Halloween is one of those holidays where my ratio of “wanting to like it” to “actually liking it” is very high. Every year I have visions of spending weeks putting together elaborate costumes that will thrill my children, then jaunting around the neighborhood in the refreshing Fall air of Halloween night where all the neighbors admire the adorableness of my children and inwardly remark about how very caring and on top of things their mother must be to have procured such detailed and gorgeous costumes. The way it actually tends to work out is that I get overwhelmed and do nothing until October 30th, at which time I have a freakout session in which I announce that I’m grabbing some burlap sacks and a rope and all the kids are going to be St. Francis this year and my mom finally takes over and makes a midnight trip to Wal Mart to dig through the dregs of costumes that the kids with non-procrastinating mommies didn’t want and we head out to do our trick-or-treating in either sweltering hot or bitter cold temperatures and my kids all have meltdowns and we drag them back to the house where they eat candy for dinner. And sometimes I embarrass myself at the library too.

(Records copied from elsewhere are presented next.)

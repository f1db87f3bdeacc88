use crate::api::models::ChatReply;
use crate::error::{ChatError, Result};

/// Pull the `response` text out of a successful body.
///
/// Unparseable bodies, a missing field, a non-string field and an empty string
/// all count as an empty response.
pub fn extract_response(body: &str) -> Result<String> {
    let reply: ChatReply = serde_json::from_str(body).map_err(|_| ChatError::EmptyResponse)?;
    match reply.response {
        Some(text) if !text.is_empty() => Ok(text),
        _ => Err(ChatError::EmptyResponse),
    }
}
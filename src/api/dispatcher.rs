use crate::api::response::extract_response;
use crate::api::strategy::{RelayProxy, Strategy};
use crate::api::transport::{HttpTransport, Transport};
use crate::error::{ChatError, Result};
use reqwest::Url;
use std::time::Duration;
use tracing::{debug, error, warn};

pub const DEFAULT_ENDPOINT: &str = "http://64.227.155.90:9100/chat/get";
pub const DEFAULT_DIRECT_TIMEOUT: Duration = Duration::from_millis(3000);
pub const DEFAULT_RELAY_TIMEOUT: Duration = Duration::from_secs(30);

pub const CONNECTION_FAILURE_REASON: &str = "Unable to connect to server after multiple attempts";
pub const MIXED_CONTENT_NOTE: &str =
    "**Note**: Mixed Content blocking is likely. Attempted secure proxies but they may be busy.";

#[derive(Debug, Clone)]
pub struct DispatchSettings {
    pub endpoint: String,
    pub direct_timeout: Duration,
    pub relay_timeout: Duration,
    pub relays: Vec<RelayProxy>,
    /// Origin the client presents itself as. Only used for the mixed-content note.
    pub origin: Option<String>,
    /// Treat an empty/malformed body like a transport failure and keep going.
    pub fallback_on_empty_response: bool,
}

impl Default for DispatchSettings {
    fn default() -> Self {
        Self {
            endpoint: DEFAULT_ENDPOINT.to_string(),
            direct_timeout: DEFAULT_DIRECT_TIMEOUT,
            relay_timeout: DEFAULT_RELAY_TIMEOUT,
            relays: RelayProxy::default_chain(),
            origin: None,
            fallback_on_empty_response: false,
        }
    }
}

enum Attempt {
    Success(String),
    TransportFailure(ChatError),
    ParseFailure(ChatError),
}

/// Sends a prompt over the first network path that answers.
///
/// Strategies run in order (direct, then each relay). Transport failures move
/// on to the next one; a body without a `response` stops the chain unless
/// `fallback_on_empty_response` is set.
pub struct Dispatcher<T = HttpTransport> {
    transport: T,
    settings: DispatchSettings,
    strategies: Vec<Strategy>,
}

impl Dispatcher<HttpTransport> {
    pub fn new(settings: DispatchSettings) -> Result<Self> {
        Ok(Self::with_transport(HttpTransport::new()?, settings))
    }
}

impl<T: Transport> Dispatcher<T> {
    pub fn with_transport(transport: T, settings: DispatchSettings) -> Self {
        let strategies = std::iter::once(Strategy::Direct)
            .chain(settings.relays.iter().cloned().map(Strategy::Relay))
            .collect();
        Self {
            transport,
            settings,
            strategies,
        }
    }

    pub fn strategies(&self) -> &[Strategy] {
        &self.strategies
    }

    pub fn transport(&self) -> &T {
        &self.transport
    }

    /// Endpoint URL carrying `prompt` and `model` as query parameters.
    pub fn target_url(&self, prompt: &str, model: &str) -> Result<Url> {
        let mut url = Url::parse(&self.settings.endpoint).map_err(|e| {
            ChatError::ConfigError(format!(
                "Invalid API endpoint '{}': {}",
                self.settings.endpoint, e
            ))
        })?;
        url.query_pairs_mut()
            .append_pair("prompt", prompt)
            .append_pair("model", model);
        Ok(url)
    }

    pub async fn send(&self, prompt: &str, model: &str) -> Result<String> {
        let target = self.target_url(prompt, model)?;
        let mut failures = 0usize;

        for strategy in &self.strategies {
            match self.attempt(strategy, &target).await? {
                Attempt::Success(text) => {
                    debug!(strategy = %strategy, bytes = text.len(), "response received");
                    return Ok(text);
                }
                Attempt::TransportFailure(e) => {
                    failures += 1;
                    warn!(strategy = %strategy, error = %e, "request failed, trying next path");
                }
                Attempt::ParseFailure(e) if self.settings.fallback_on_empty_response => {
                    failures += 1;
                    warn!(strategy = %strategy, error = %e, "unusable response, trying next path");
                }
                Attempt::ParseFailure(e) => {
                    warn!(strategy = %strategy, error = %e, "unusable response");
                    return Err(e);
                }
            }
        }

        error!(attempts = failures, "all request paths failed");
        Err(ChatError::ConnectionExhausted {
            diagnostic: self.diagnose(CONNECTION_FAILURE_REASON),
        })
    }

    async fn attempt(&self, strategy: &Strategy, target: &Url) -> Result<Attempt> {
        let url = strategy.request_url(target)?;
        let timeout = match strategy {
            Strategy::Direct => self.settings.direct_timeout,
            Strategy::Relay(_) => self.settings.relay_timeout,
        };
        debug!(strategy = %strategy, url = %url, timeout_ms = timeout.as_millis() as u64, "sending request");

        let response = match self.transport.get(&url, timeout).await {
            Ok(response) => response,
            Err(e) if e.is_transport_failure() => return Ok(Attempt::TransportFailure(e)),
            Err(e) => return Err(e),
        };
        if !response.is_success() {
            return Ok(Attempt::TransportFailure(ChatError::ApiError {
                status: response.status,
                message: response.body,
            }));
        }

        Ok(match extract_response(&response.body) {
            Ok(text) => Attempt::Success(text),
            Err(e) => Attempt::ParseFailure(e),
        })
    }

    /// User-facing text for a failed send.
    pub fn describe_failure(&self, err: &ChatError) -> String {
        match err {
            ChatError::ConnectionExhausted { diagnostic } => diagnostic.clone(),
            other => self.diagnose(&other.to_string()),
        }
    }

    fn diagnose(&self, reason: &str) -> String {
        let mut message = format!("**Connection Failed**: {}.", reason.trim_end_matches('.'));
        if self.mixed_content_likely() {
            message.push_str("\n\n");
            message.push_str(MIXED_CONTENT_NOTE);
        }
        message
    }

    /// A secure origin cannot reach a plain-http endpoint directly.
    pub fn mixed_content_likely(&self) -> bool {
        let secure_origin = self
            .settings
            .origin
            .as_deref()
            .map(|origin| origin.to_ascii_lowercase().starts_with("https:"))
            .unwrap_or(false);
        secure_origin && self.settings.endpoint.to_ascii_lowercase().starts_with("http:")
    }
}
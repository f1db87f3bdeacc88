//! Splits model output into plain text and `<think>` commentary.

use regex::Regex;
use std::sync::OnceLock;

#[derive(Debug, Clone, PartialEq, Eq)]
pub enum Segment {
    /// Markdown text. May be empty between adjacent thinking spans.
    Text(String),
    /// Inner text of a `<think>...</think>` span.
    Thinking(String),
}

impl Segment {
    pub fn body(&self) -> &str {
        match self {
            Segment::Text(body) | Segment::Thinking(body) => body,
        }
    }

    pub fn is_thinking(&self) -> bool {
        matches!(self, Segment::Thinking(_))
    }

    /// Whitespace-only text, such as the gap between adjacent spans.
    pub fn is_blank_text(&self) -> bool {
        !self.is_thinking() && self.body().trim().is_empty()
    }
}

fn think_regex() -> &'static Regex {
    static RE: OnceLock<Regex> = OnceLock::new();
    // ASCII-only case folding, so the Kelvin sign (U+212A) does not match `k`.
    RE.get_or_init(|| {
        Regex::new(r"(?s)(?i-u:<think>)(.*?)(?i-u:</think>)").expect("valid think regex")
    })
}

fn escaped_delimiter_regex() -> &'static Regex {
    static RE: OnceLock<Regex> = OnceLock::new();
    RE.get_or_init(|| {
        Regex::new(r"(?i-u)\\u003c(/?)think\\u003e").expect("valid escaped delimiter regex")
    })
}

fn escaped_open_regex() -> &'static Regex {
    static RE: OnceLock<Regex> = OnceLock::new();
    RE.get_or_init(|| Regex::new(r"(?i-u)\\u003cthink\\u003e").expect("valid escaped open regex"))
}

/// Split `content` into ordered text and thinking segments.
///
/// With at least one span, a text segment precedes every span and one
/// follows the last, empty or not. Without spans the content comes back as a
/// single text segment, except that escaped delimiters (`\u003Cthink\u003E`)
/// are decoded first. The decoded text is not split again; see
/// [`segment_decoded`] for that.
pub fn segment(content: &str) -> Vec<Segment> {
    if let Some(segments) = split_spans(content) {
        return segments;
    }
    if has_escaped_delimiter(content) {
        return vec![Segment::Text(decode_escaped_delimiters(content))];
    }
    vec![Segment::Text(content.to_string())]
}

/// Like [`segment`], but spans that only appear after decoding escaped
/// delimiters are split out as well.
pub fn segment_decoded(content: &str) -> Vec<Segment> {
    if let Some(segments) = split_spans(content) {
        return segments;
    }
    if has_escaped_delimiter(content) {
        let decoded = decode_escaped_delimiters(content);
        return split_spans(&decoded).unwrap_or_else(|| vec![Segment::Text(decoded)]);
    }
    vec![Segment::Text(content.to_string())]
}

pub fn has_escaped_delimiter(content: &str) -> bool {
    escaped_open_regex().is_match(content)
}

/// Turn `\u003Cthink\u003E` / `\u003C/think\u003E` back into tags.
pub fn decode_escaped_delimiters(content: &str) -> String {
    escaped_delimiter_regex()
        .replace_all(content, "<${1}think>")
        .into_owned()
}

fn split_spans(content: &str) -> Option<Vec<Segment>> {
    let mut segments = Vec::new();
    let mut last_end = 0;

    for caps in think_regex().captures_iter(content) {
        let (Some(whole), Some(inner)) = (caps.get(0), caps.get(1)) else {
            continue;
        };
        segments.push(Segment::Text(content[last_end..whole.start()].to_string()));
        segments.push(Segment::Thinking(inner.as_str().to_string()));
        last_end = whole.end();
    }

    if segments.is_empty() {
        return None;
    }
    segments.push(Segment::Text(content[last_end..].to_string()));
    Some(segments)
}

#[cfg(test)]
mod tests {
    use super::*;

    #[test]
    fn test_decode_handles_lowercase_hex() {
        let decoded = decode_escaped_delimiters("\\u003cthink\\u003ex\\u003c/think\\u003e");
        assert_eq!(decoded, "<think>x</think>");
    }

    #[test]
    fn test_closing_escape_alone_is_not_a_trigger() {
        assert!(!has_escaped_delimiter("only \\u003C/think\\u003E here"));
    }
}
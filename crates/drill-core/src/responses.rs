//! CLI response types returned by `drill` commands.

use std::path::PathBuf;

use schemars::JsonSchema;
use serde::{Deserialize, Serialize};

use crate::entities::StudyItem;
use crate::ids::PointId;

/// End-of-session counts printed after `drill study`.
#[derive(Debug, Clone, Copy, Default, Serialize, Deserialize, JsonSchema, PartialEq, Eq)]
pub struct SessionSummary {
    pub attempted: u32,
    pub correct: u32,
    pub passed: u32,
    pub hidden: u32,
}

/// One row of `drill stats` and `drill queue`.
#[derive(Debug, Clone, Serialize, Deserialize, JsonSchema, PartialEq)]
pub struct PointStats {
    pub id: PointId,
    pub question: String,
    pub source: String,
    pub line: usize,
    pub attempts: u32,
    pub successes: u32,
    pub success_rate: f64,
    pub hidden: bool,
}

impl From<&StudyItem> for PointStats {
    fn from(item: &StudyItem) -> Self {
        Self {
            id: item.id,
            question: item.point.question.clone(),
            source: item.point.source.display().to_string(),
            line: item.point.line,
            attempts: item.record.total_attempt_count,
            successes: item.record.successful_attempt_count,
            success_rate: item.record.success_rate(),
            hidden: item.record.is_hidden,
        }
    }
}

/// Uncertainty lines collected from one source file.
#[derive(Debug, Clone, Serialize, Deserialize, JsonSchema, PartialEq, Eq)]
pub struct UncertaintyReport {
    pub source: PathBuf,
    pub lines: Vec<String>,
}

/// Response from `drill sync`.
#[derive(Debug, Clone, Serialize, Deserialize, JsonSchema, PartialEq, Eq)]
pub struct SyncResponse {
    pub files: usize,
    pub points: usize,
    pub assigned: Vec<PointId>,
    pub rewritten_files: Vec<PathBuf>,
    pub registered: usize,
}
use std::io::IsTerminal;

use clap::Parser;

mod bootstrap;
mod cli;
mod commands;
mod context;
mod output;
mod prompt;

#[tokio::main]
async fn main() {
    if let Err(error) = run().await {
        eprintln!("drill error: {error:#}");
        std::process::exit(1);
    }
}

async fn run() -> anyhow::Result<()> {
    let cli = cli::Cli::parse();
    init_tracing(cli.quiet, cli.verbose)?;

    let flags = cli.global_flags();

    if matches!(cli.command, cli::Commands::Schema) {
        return commands::schema::handle(&flags);
    }

    let config = bootstrap::load_config(cli.command.source_args())?;
    let mut ctx = context::AppContext::init(config)?;

    commands::dispatch::dispatch(cli.command, &mut ctx, &flags).await
}

fn init_tracing(quiet: bool, verbose: bool) -> anyhow::Result<()> {
    let level = if quiet {
        "error"
    } else if verbose {
        "debug"
    } else {
        "warn"
    };

    let filter = tracing_subscriber::EnvFilter::try_from_env("DRILL_LOG")
        .unwrap_or_else(|_| tracing_subscriber::EnvFilter::new(level));

    tracing_subscriber::fmt()
        .with_env_filter(filter)
        .with_writer(std::io::stderr)
        .with_ansi(std::io::stderr().is_terminal())
        .try_init()
        .map_err(|error| anyhow::anyhow!("failed to initialize tracing subscriber: {error}"))?;

    Ok(())
}
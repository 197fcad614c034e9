//! JSON Schema of the metadata store document.

use std::collections::BTreeMap;

use schemars::schema_for;

use crate::record::RawRecord;

/// Schema of the whole document: an object of records keyed by identifier.
#[must_use]
pub fn document_schema() -> serde_json::Value {
    serde_json::to_value(schema_for!(BTreeMap<String, RawRecord>)).unwrap_or_default()
}
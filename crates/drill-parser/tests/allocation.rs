//! Allocation and rewrite behaviour over real files.

use std::collections::BTreeSet;
use std::path::{Path, PathBuf};

use drill_parser::{ParserError, allocate_and_persist, discover, parse_file};
use pretty_assertions::assert_eq;
use tempfile::TempDir;

fn write(dir: &Path, name: &str, content: &str) -> PathBuf {
    let path = dir.join(name);
    std::fs::write(&path, content).expect("fixture should write");
    path
}

fn parse_all(paths: &[PathBuf]) -> Vec<drill_parser::ParsedFile> {
    paths
        .iter()
        .map(|path| parse_file(path).expect("fixture should parse"))
        .collect()
}

fn read(path: &Path) -> String {
    std::fs::read_to_string(path).expect("fixture should read")
}

#[test]
fn fresh_file_gets_first_identifier() {
    let temp = TempDir::new().unwrap();
    let deck = write(temp.path(), "math.txt", "What is 2+2??\n4\n");

    let allocation = allocate_and_persist(parse_all(&[deck.clone()]), &BTreeSet::new()).unwrap();

    assert_eq!(read(&deck), "What is 2+2?? 1\n4\n");
    assert_eq!(allocation.assigned(), vec![1]);
    assert_eq!(allocation.rewritten_files, vec![deck]);
    assert_eq!(allocation.points[0].point.question, "What is 2+2?");
    assert!(allocation.points[0].newly_assigned);
}

#[test]
fn new_identifiers_are_consecutive_and_above_every_known_id() {
    let temp = TempDir::new().unwrap();
    let first = write(
        temp.path(),
        "a.txt",
        "#!drill\nOld? 3\nold\n\nNew one?\nx\n// note\nNew two?\ny\n",
    );
    let second = write(temp.path(), "b.txt", "Other? 8\nz\nNew three?\nw\n");

    let store_ids = BTreeSet::from([1, 2, 11]);
    let allocation = allocate_and_persist(parse_all(&[first.clone(), second.clone()]), &store_ids)
        .unwrap();

    assert_eq!(allocation.assigned(), vec![12, 13, 14]);
    assert_eq!(allocation.ids(), vec![3, 12, 13, 8, 14]);
    assert_eq!(
        read(&first),
        "#!drill\nOld? 3\nold\n\nNew one? 12\nx\n// note\nNew two? 13\ny\n"
    );
    assert_eq!(read(&second), "Other? 8\nz\nNew three? 14\nw\n");
}

#[test]
fn second_run_is_a_no_op() {
    let temp = TempDir::new().unwrap();
    let deck = write(temp.path(), "deck.txt", "#!drill\r\nA?\r\n1\r\n\r\nB?\r\n2");

    allocate_and_persist(parse_all(&[deck.clone()]), &BTreeSet::new()).unwrap();
    let after_first = std::fs::read(&deck).unwrap();

    let allocation = allocate_and_persist(parse_all(&[deck.clone()]), &BTreeSet::new()).unwrap();
    let after_second = std::fs::read(&deck).unwrap();

    assert_eq!(after_first, after_second);
    assert_eq!(after_first, b"#!drill\r\nA? 1\r\n1\r\n\r\nB? 2\r\n2".to_vec());
    assert!(allocation.assigned().is_empty());
    assert!(allocation.rewritten_files.is_empty());
}

#[test]
fn duplicate_identifier_across_files_is_fatal_before_any_rewrite() {
    let temp = TempDir::new().unwrap();
    let first = write(temp.path(), "a.txt", "One? 5\n1\nFresh?\nf\n");
    let second = write(temp.path(), "b.txt", "Two? 5\n2\n");

    let err = allocate_and_persist(parse_all(&[first.clone(), second]), &BTreeSet::new())
        .unwrap_err();

    match err {
        ParserError::DuplicateIdentifier { id, first, second } => {
            assert_eq!(id, 5);
            assert!(first.ends_with("a.txt:1"));
            assert!(second.ends_with("b.txt:1"));
        }
        other => panic!("unexpected error: {other}"),
    }
    assert_eq!(read(&first), "One? 5\n1\nFresh?\nf\n");
}

#[test]
fn identifiers_are_unique_after_allocation() {
    let temp = TempDir::new().unwrap();
    let deck = write(temp.path(), "deck.txt", "A?\na\nB? 2\nb\nC?\nc\nD? 1\nd\n");

    let allocation = allocate_and_persist(parse_all(&[deck]), &BTreeSet::new()).unwrap();
    let ids = allocation.ids();
    let unique: BTreeSet<_> = ids.iter().copied().collect();

    assert_eq!(ids.len(), unique.len());
    assert_eq!(allocation.assigned(), vec![3, 4]);
}

#[test]
fn aliased_paths_do_not_look_like_duplicates() {
    let temp = TempDir::new().unwrap();
    let deck = write(temp.path(), "d2.txt", "A? 1\na\nB?\nb\n");
    let alias = temp.path().join(".").join("d2.txt");

    let paths = discover(&[deck.clone(), alias]).unwrap();
    let allocation = allocate_and_persist(parse_all(&paths), &BTreeSet::new()).unwrap();

    assert_eq!(paths, vec![deck.clone()]);
    assert_eq!(allocation.ids(), vec![1, 2]);
    assert_eq!(read(&deck), "A? 1\na\nB? 2\nb\n");
}
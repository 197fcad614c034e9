//! Cross-cutting error types for drill.
//!
//! Parsing and store failures live in `drill-parser` and `drill-store`. The
//! binary converges everything into `anyhow`.

use thiserror::Error;

use crate::ids::PointId;

/// Errors that can be raised by the core types.
#[derive(Debug, Error)]
pub enum CoreError {
    /// A point reached scheduling or the session without an identifier.
    #[error("Point at {path}:{line} has no identifier assigned")]
    Unassigned { path: String, line: usize },

    /// An outcome was recorded for a point the session never received.
    #[error("Point {0} is not part of this session")]
    NotInSession(PointId),

    /// Data failed validation (range, format, constraints).
    #[error("Validation error: {0}")]
    Validation(String),
}
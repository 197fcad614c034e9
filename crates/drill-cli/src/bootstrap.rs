use drill_config::{ConfigOverrides, DrillConfig};

use crate::cli::SourceArgs;

/// Load configuration with the command's flags layered on top, then validate.
pub fn load_config(args: Option<&SourceArgs>) -> anyhow::Result<DrillConfig> {
    let overrides = args.map(SourceArgs::overrides).unwrap_or_default();
    let config = DrillConfig::load_with_overrides(&overrides)?;
    config.validate()?;
    log_config(&config, &overrides);
    Ok(config)
}

fn log_config(config: &DrillConfig, overrides: &ConfigOverrides) {
    tracing::debug!(
        store = %config.store.path.display(),
        sources = config.sources.len(),
        sources_from_cli = !overrides.sources.is_empty(),
        threshold = config.study.threshold,
        show_hidden = config.study.show_hidden,
        "loaded configuration"
    );
}
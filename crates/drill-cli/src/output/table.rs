#[derive(Clone, Copy, Debug)]
pub struct TableOptions {
    /// Total width to fit into; columns are narrowed widest first.
    pub max_width: Option<usize>,
}

const MIN_COLUMN_WIDTH: usize = 4;

/// Render an aligned table for string rows. Numeric cells are right-aligned.
#[must_use]
pub fn render_table(headers: &[&str], rows: &[Vec<String>], options: TableOptions) -> String {
    let mut widths: Vec<usize> = headers
        .iter()
        .enumerate()
        .map(|(index, header)| {
            rows.iter()
                .filter_map(|row| row.get(index))
                .map(|cell| cell.chars().count())
                .max()
                .unwrap_or(0)
                .max(header.chars().count())
                .max(MIN_COLUMN_WIDTH)
        })
        .collect();

    fit_widths(&mut widths, headers, options.max_width);

    let header_line = headers
        .iter()
        .zip(widths.iter())
        .map(|(header, width)| format_cell(&truncate_text(header, *width), *width, false))
        .collect::<Vec<_>>()
        .join("  ");
    let header_line = header_line.trim_end().to_string();

    let divider = "-".repeat(header_line.chars().count());

    let row_lines = rows.iter().map(|row| {
        widths
            .iter()
            .enumerate()
            .map(|(index, width)| {
                let value = row.get(index).map_or("-", String::as_str);
                let truncated = truncate_text(value, *width);
                let numeric = looks_numeric(&truncated);
                format_cell(&truncated, *width, numeric)
            })
            .collect::<Vec<_>>()
            .join("  ")
            .trim_end()
            .to_string()
    });

    let mut lines = Vec::with_capacity(2 + rows.len());
    lines.push(header_line);
    lines.push(divider);
    lines.extend(row_lines);
    lines.join("\n")
}

fn fit_widths(widths: &mut [usize], headers: &[&str], max_width: Option<usize>) {
    let Some(max_width) = max_width else {
        return;
    };

    let separators = widths.len().saturating_sub(1) * 2;
    let mut total = widths.iter().sum::<usize>() + separators;

    while total > max_width {
        let widest = widths
            .iter()
            .enumerate()
            .filter(|(idx, width)| **width > headers[*idx].len().max(MIN_COLUMN_WIDTH))
            .max_by_key(|(_, width)| **width)
            .map(|(idx, _)| idx);

        let Some(idx) = widest else {
            break;
        };
        widths[idx] -= 1;
        total -= 1;
    }
}

fn truncate_text(value: &str, width: usize) -> String {
    if value.chars().count() <= width {
        return value.to_string();
    }
    if width <= 1 {
        return "…".to_string();
    }

    let mut out: String = value.chars().take(width - 1).collect();
    out.push('…');
    out
}

fn looks_numeric(value: &str) -> bool {
    let trimmed = value.trim();
    !trimmed.is_empty()
        && trimmed
            .chars()
            .all(|ch| ch.is_ascii_digit() || matches!(ch, '-' | '+' | '.'))
}

fn format_cell(value: &str, width: usize, numeric: bool) -> String {
    let pad = width.saturating_sub(value.chars().count());
    if numeric {
        format!("{}{}", " ".repeat(pad), value)
    } else {
        format!("{}{}", value, " ".repeat(pad))
    }
}

#[cfg(test)]
mod tests {
    use pretty_assertions::assert_eq;

    use super::*;

    fn rows() -> Vec<Vec<String>> {
        vec![
            vec!["1".into(), "What is 2+2?".into()],
            vec!["120".into(), "Name the powerhouse of the cell".into()],
        ]
    }

    #[test]
    fn numbers_are_right_aligned() {
        let table = render_table(&["id", "question"], &rows(), TableOptions { max_width: None });
        let lines: Vec<&str> = table.lines().collect();

        assert_eq!(lines[2], "   1  What is 2+2?");
        assert_eq!(lines[3], " 120  Name the powerhouse of the cell");
    }

    #[test]
    fn wide_columns_are_truncated_to_fit() {
        let table = render_table(
            &["id", "question"],
            &rows(),
            TableOptions {
                max_width: Some(20),
            },
        );

        for line in table.lines() {
            assert!(line.chars().count() <= 20, "line too wide: {line}");
        }
        assert!(table.contains('…'));
    }

    #[test]
    fn missing_cells_render_as_dash() {
        let table = render_table(
            &["id", "question"],
            &[vec!["7".into()]],
            TableOptions { max_width: None },
        );
        assert!(table.lines().nth(2).is_some_and(|line| line.ends_with('-')));
    }
}
//! Metadata store location.

use std::path::PathBuf;

use serde::{Deserialize, Serialize};

/// `<data_dir>/drill/metadata.json`, or `.drill/metadata.json` when the
/// platform has no data directory.
fn default_store_path() -> PathBuf {
    dirs::data_dir().map_or_else(
        || PathBuf::from(".drill").join("metadata.json"),
        |dir| dir.join("drill").join("metadata.json"),
    )
}

#[derive(Debug, Clone, Deserialize, Serialize)]
pub struct StoreConfig {
    #[serde(default = "default_store_path")]
    pub path: PathBuf,
}

impl Default for StoreConfig {
    fn default() -> Self {
        Self {
            path: default_store_path(),
        }
    }
}
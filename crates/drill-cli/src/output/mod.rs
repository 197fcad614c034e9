use std::io::IsTerminal;

use serde::Serialize;
use serde_json::Value;

use crate::cli::OutputFormat;

pub mod table;

/// Render a serializable response to a string in the requested format.
pub fn render<T: Serialize>(value: &T, format: OutputFormat) -> anyhow::Result<String> {
    match format {
        OutputFormat::Json => Ok(serde_json::to_string_pretty(value)?),
        OutputFormat::Table => render_table(value, table_options()),
        OutputFormat::Raw => Ok(serde_json::to_string(value)?),
    }
}

/// Print a serializable response in the requested format.
pub fn output<T: Serialize>(value: &T, format: OutputFormat) -> anyhow::Result<()> {
    let rendered = render(value, format)?;
    println!("{rendered}");
    Ok(())
}

fn table_options() -> table::TableOptions {
    let max_width = if std::io::stdout().is_terminal() {
        std::env::var("COLUMNS")
            .ok()
            .and_then(|value| value.parse::<usize>().ok())
            .filter(|width| *width >= 40)
    } else {
        None
    };
    table::TableOptions { max_width }
}

fn render_table<T: Serialize>(value: &T, options: table::TableOptions) -> anyhow::Result<String> {
    let value = serde_json::to_value(value)?;
    match value {
        Value::Array(items) => Ok(render_array_table(&items, options)),
        Value::Object(map) => {
            let headers = ["key", "value"];
            let rows = map
                .into_iter()
                .map(|(key, value)| vec![key, value_to_cell(&value)])
                .collect::<Vec<_>>();
            Ok(table::render_table(&headers, &rows, options))
        }
        scalar => {
            let headers = ["value"];
            let rows = vec![vec![value_to_cell(&scalar)]];
            Ok(table::render_table(&headers, &rows, options))
        }
    }
}

/// Columns follow the field order of the first row.
fn render_array_table(items: &[Value], options: table::TableOptions) -> String {
    if items.is_empty() {
        return String::from("(no rows)");
    }

    let Some(headers) = items.first().and_then(Value::as_object).map(|first| {
        first.keys().cloned().collect::<Vec<_>>()
    }) else {
        let rows = items
            .iter()
            .map(|item| vec![value_to_cell(item)])
            .collect::<Vec<_>>();
        return table::render_table(&["value"], &rows, options);
    };

    let header_refs = headers.iter().map(String::as_str).collect::<Vec<_>>();
    let rows = items
        .iter()
        .filter_map(Value::as_object)
        .map(|map| {
            headers
                .iter()
                .map(|header| {
                    map.get(header)
                        .map_or_else(|| String::from("-"), value_to_cell)
                })
                .collect::<Vec<_>>()
        })
        .collect::<Vec<_>>();

    table::render_table(&header_refs, &rows, options)
}

fn value_to_cell(value: &Value) -> String {
    match value {
        Value::Null => String::from("-"),
        Value::Bool(v) => v.to_string(),
        Value::Number(v) => v
            .as_f64()
            .filter(|_| v.is_f64())
            .map_or_else(|| v.to_string(), |rate| format!("{rate:.2}")),
        Value::String(v) => v.clone(),
        Value::Array(items) => items.iter().map(value_to_cell).collect::<Vec<_>>().join("; "),
        other @ Value::Object(_) => {
            serde_json::to_string(other).unwrap_or_else(|_| String::from("<invalid-json>"))
        }
    }
}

It’s recently come to my attention that there are some people who don’t celebrate Halloween. Well, I guess I did know something about it in my pre-conversion years, when we’d go trick-or-treating and walk past the one darkened house and someone would whisper something about “the religious family,” but I always assumed that it was a ploy to avoid spending money on candy. What’s new is that I’ve started hearing arguments against it that are well-thought-out have some decent points.
Though I doubt I’ll stop celebrating Halloween any time soon, I would like to hear more about the case against it since I’m not very familiar with it. (I assure you my curiosity is driven entirely by a thirst for knowledge and not at all by the fact that it’s four days before Halloween and I’m about to have a panic attack from costume chaos and trick-or-treat schedules that rival the New York subway system in their intricacy.) Maybe it’s the circles I run in, but I feel like the folks who don’t celebrate Halloween often don’t get a fair shake — in popular culture they’re ridiculed as being overzealous fanatics, and even in religious circles they’re often so far in the minority that when the Halloween debate comes up their voices are way outnumbered by people who enjoy the holiday.
So if you choose not to celebrate Halloween, this post is for you. I’d like to hear your side of the story: What led you to this decision? If you have kids, do they miss it? Do they do a different activity instead? I look forward to hearing your thoughts!